In the Washington Post series, Being A Black Man, it cites bleak statistics: In Washington, D.C., 49 percent of black males graduated from high school in 2004 compared with 95 percent of white males. That disparity represented the largest gap in the nation among school systems with 10,000 or more students.

But the story of Ballou high school students Jachin and Wayne really brings it home. Two honor students in one of D.C.'s violence plagued neighborhoods, their freshman class had 330 students in 2002; four years later, they were part of a graduating class of 130. Where did the other 200 students go you ask? School officials could account for only about 40 who were part of a program that allowed them to graduate a year early. Poof...160 students disappeared.

After reading this, you may be inclined to help address this issue.

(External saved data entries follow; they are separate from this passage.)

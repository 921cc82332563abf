use std::f32::consts::PI;
use std::fmt;
use std::str::FromStr;

use serde::{Deserialize, Serialize};

use crate::geometry::PixelRect;

// ==================== Constants ====================

pub const ARROW_HEAD_LENGTH: f32 = 15.0;
/// Half-angle between the shaft and each head edge.
pub const ARROW_HEAD_ANGLE: f32 = PI / 6.0;
pub const HIGHLIGHTER_THICKNESS_FACTOR: f32 = 4.0;
pub const HIGHLIGHTER_OPACITY: f32 = 0.4;
/// Padding around committed text, horizontal then vertical.
pub const TEXT_PADDING: (f32, f32) = (4.0, 2.0);

// ==================== Color ====================

/// Straight-alpha RGBA color.
#[derive(Debug, Clone, Copy, PartialEq, Eq, Hash)]
pub struct Color {
    pub r: u8,
    pub g: u8,
    pub b: u8,
    pub a: u8,
}

impl Color {
    pub const RED: Color = Color::rgba(255, 0, 0, 255);
    pub const BLACK: Color = Color::rgba(0, 0, 0, 255);

    #[inline]
    pub const fn rgba(r: u8, g: u8, b: u8, a: u8) -> Self {
        Self { r, g, b, a }
    }

    #[inline]
    pub fn to_array(self) -> [u8; 4] {
        [self.r, self.g, self.b, self.a]
    }

    /// Same color with alpha multiplied by `opacity` (0.0..=1.0).
    pub fn with_opacity(self, opacity: f32) -> Self {
        let a = (self.a as f32 * opacity.clamp(0.0, 1.0)).round() as u8;
        Self { a, ..self }
    }
}

impl Default for Color {
    fn default() -> Self {
        Self::RED
    }
}

#[derive(Debug, Clone, PartialEq, Eq)]
pub struct ParseColorError(pub String);

impl fmt::Display for ParseColorError {
    fn fmt(&self, f: &mut fmt::Formatter<'_>) -> fmt::Result {
        write!(f, "invalid color '{}', expected #AARRGGBB or #RRGGBB", self.0)
    }
}

impl std::error::Error for ParseColorError {}

impl FromStr for Color {
    type Err = ParseColorError;

    /// Parses `#AARRGGBB` and `#RRGGBB`.
    fn from_str(s: &str) -> Result<Self, Self::Err> {
        let err = || ParseColorError(s.to_string());
        let hex = s.trim().strip_prefix('#').ok_or_else(err)?;
        let byte = |i: usize| u8::from_str_radix(hex.get(i..i + 2).ok_or_else(err)?, 16).map_err(|_| err());
        match hex.len() {
            8 => Ok(Color::rgba(byte(2)?, byte(4)?, byte(6)?, byte(0)?)),
            6 => Ok(Color::rgba(byte(0)?, byte(2)?, byte(4)?, 255)),
            _ => Err(err()),
        }
    }
}

impl fmt::Display for Color {
    fn fmt(&self, f: &mut fmt::Formatter<'_>) -> fmt::Result {
        write!(f, "#{:02X}{:02X}{:02X}{:02X}", self.a, self.r, self.g, self.b)
    }
}

// ==================== Shapes ====================

/// Point in base-image pixel space.
#[derive(Debug, Clone, Copy, PartialEq, Default, Serialize, Deserialize)]
pub struct ImagePoint {
    pub x: f32,
    pub y: f32,
}

impl ImagePoint {
    #[inline]
    pub const fn new(x: f32, y: f32) -> Self {
        Self { x, y }
    }
}

/// Annotation kind, also used as the canvas tool selector.
#[derive(Debug, Default, Clone, Copy, PartialEq, Eq, Hash, Serialize, Deserialize)]
pub enum ShapeKind {
    #[default]
    Rectangle,
    Ellipse,
    Arrow,
    Line,
    FreeDraw,
    Highlighter,
    Text,
    Mosaic,
}

impl ShapeKind {
    /// Tools that accumulate a point path instead of a start/end pair.
    pub fn is_freeform(&self) -> bool {
        matches!(self, Self::FreeDraw | Self::Highlighter)
    }

    /// Tools whose draft is rebuilt from start/end on every move.
    pub fn is_two_point(&self) -> bool {
        matches!(
            self,
            Self::Rectangle | Self::Ellipse | Self::Arrow | Self::Line | Self::Mosaic
        )
    }
}

/// A committed or in-progress annotation.
///
/// Pure data; rendering lives in [`super::render`].
#[derive(Debug, Clone, PartialEq)]
pub struct AnnotationShape {
    pub kind: ShapeKind,
    pub start: ImagePoint,
    pub end: ImagePoint,
    /// Path for FreeDraw and Highlighter.
    pub points: Vec<ImagePoint>,
    pub stroke_color: Color,
    pub stroke_thickness: f32,
    pub text: String,
    pub font_size: f32,
    pub filled: bool,
    pub opacity: f32,
}

impl AnnotationShape {
    pub fn new(kind: ShapeKind, start: ImagePoint, style: &ToolStyle) -> Self {
        let (thickness, opacity) = match kind {
            ShapeKind::Highlighter => (
                style.thickness * HIGHLIGHTER_THICKNESS_FACTOR,
                HIGHLIGHTER_OPACITY,
            ),
            _ => (style.thickness, 1.0),
        };
        Self {
            kind,
            start,
            end: start,
            points: if kind.is_freeform() { vec![start] } else { Vec::new() },
            stroke_color: style.color,
            stroke_thickness: thickness,
            text: String::new(),
            font_size: style.font_size,
            filled: style.filled,
            opacity,
        }
    }

    /// Normalized `(x, y, width, height)` of the start/end pair.
    pub fn bounds(&self) -> (f32, f32, f32, f32) {
        (
            self.start.x.min(self.end.x),
            self.start.y.min(self.end.y),
            (self.end.x - self.start.x).abs(),
            (self.end.y - self.start.y).abs(),
        )
    }

    /// Start/end rectangle truncated to whole pixels (Mosaic region).
    pub fn pixel_bounds(&self) -> PixelRect {
        let (x, y, w, h) = self.bounds();
        PixelRect::new(x as i32, y as i32, w as i32, h as i32)
    }

    /// The two base corners of the arrow head; the tip is `end`.
    pub fn arrow_head(&self) -> [ImagePoint; 2] {
        let angle = (self.end.y - self.start.y).atan2(self.end.x - self.start.x);
        let corner = |offset: f32| {
            ImagePoint::new(
                self.end.x - ARROW_HEAD_LENGTH * (angle + offset).cos(),
                self.end.y - ARROW_HEAD_LENGTH * (angle + offset).sin(),
            )
        };
        [corner(-ARROW_HEAD_ANGLE), corner(ARROW_HEAD_ANGLE)]
    }
}

/// Current tool settings applied to newly created shapes.
#[derive(Debug, Clone, Copy, PartialEq)]
pub struct ToolStyle {
    pub color: Color,
    pub thickness: f32,
    pub font_size: f32,
    pub filled: bool,
}

impl Default for ToolStyle {
    fn default() -> Self {
        Self {
            color: Color::RED,
            thickness: 2.0,
            font_size: 14.0,
            filled: false,
        }
    }
}

#[cfg(test)]
mod tests {
    use super::*;

    #[test]
    fn parses_argb_and_rgb() {
        assert_eq!("#FFFF0000".parse::<Color>().unwrap(), Color::RED);
        assert_eq!(
            "#800000FF".parse::<Color>().unwrap(),
            Color::rgba(0, 0, 255, 128)
        );
        assert_eq!("#00FF00".parse::<Color>().unwrap(), Color::rgba(0, 255, 0, 255));
        assert!("FF0000".parse::<Color>().is_err());
        assert!("#GG0000".parse::<Color>().is_err());
        assert_eq!(Color::RED.to_string(), "#FFFF0000");
    }

    #[test]
    fn highlighter_is_wide_and_translucent() {
        let style = ToolStyle::default();
        let s = AnnotationShape::new(ShapeKind::Highlighter, ImagePoint::new(1.0, 1.0), &style);
        assert_eq!(s.stroke_thickness, 8.0);
        assert_eq!(s.opacity, 0.4);
        assert_eq!(s.points.len(), 1);
    }

    #[test]
    fn arrow_head_points_back_along_the_shaft() {
        let style = ToolStyle::default();
        let mut s = AnnotationShape::new(ShapeKind::Arrow, ImagePoint::new(0.0, 0.0), &style);
        s.end = ImagePoint::new(100.0, 0.0);
        let [a, b] = s.arrow_head();
        let dx = ARROW_HEAD_LENGTH * ARROW_HEAD_ANGLE.cos();
        let dy = ARROW_HEAD_LENGTH * ARROW_HEAD_ANGLE.sin();
        assert!((a.x - (100.0 - dx)).abs() < 1e-4 && (a.y - dy).abs() < 1e-4);
        assert!((b.x - (100.0 - dx)).abs() < 1e-4 && (b.y + dy).abs() < 1e-4);
    }
}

Here are some links and tips to get you started:

In October of 2006, the National Education Association presented a 12 point joint action plan to address the drop out crisis. Reg Weaver, the president of NEA, says,"this is no longer about students slipping through the cracks of our educational system. Those cracks are now craters." Visit the NEA website to learn tips for parents, families, businesses and communities.

Here are my tips:

1. Be informed. Visit here, to find out if there is a dropout crisis in your community.

2. Mentor a child. Visit Mentoring Partnership to view opportunities in your community. Also, Essence magazine recognizes the importance of mentoring and has launched Essence Cares, a new initiative that was launched recently in Atlanta. Or, you can organize your own group of dedicated adults to mentor youth.

3. If you are a parent or guardian of a school aged child, get involved in your child's schooling and education. A recent survey of nearly 500 high school drop outs revealed that 71 percent favored better communication between parents and schools and more involvement from parents. So join the PTA, regularly interact with your child's teacher and create a quiet place in your home for study.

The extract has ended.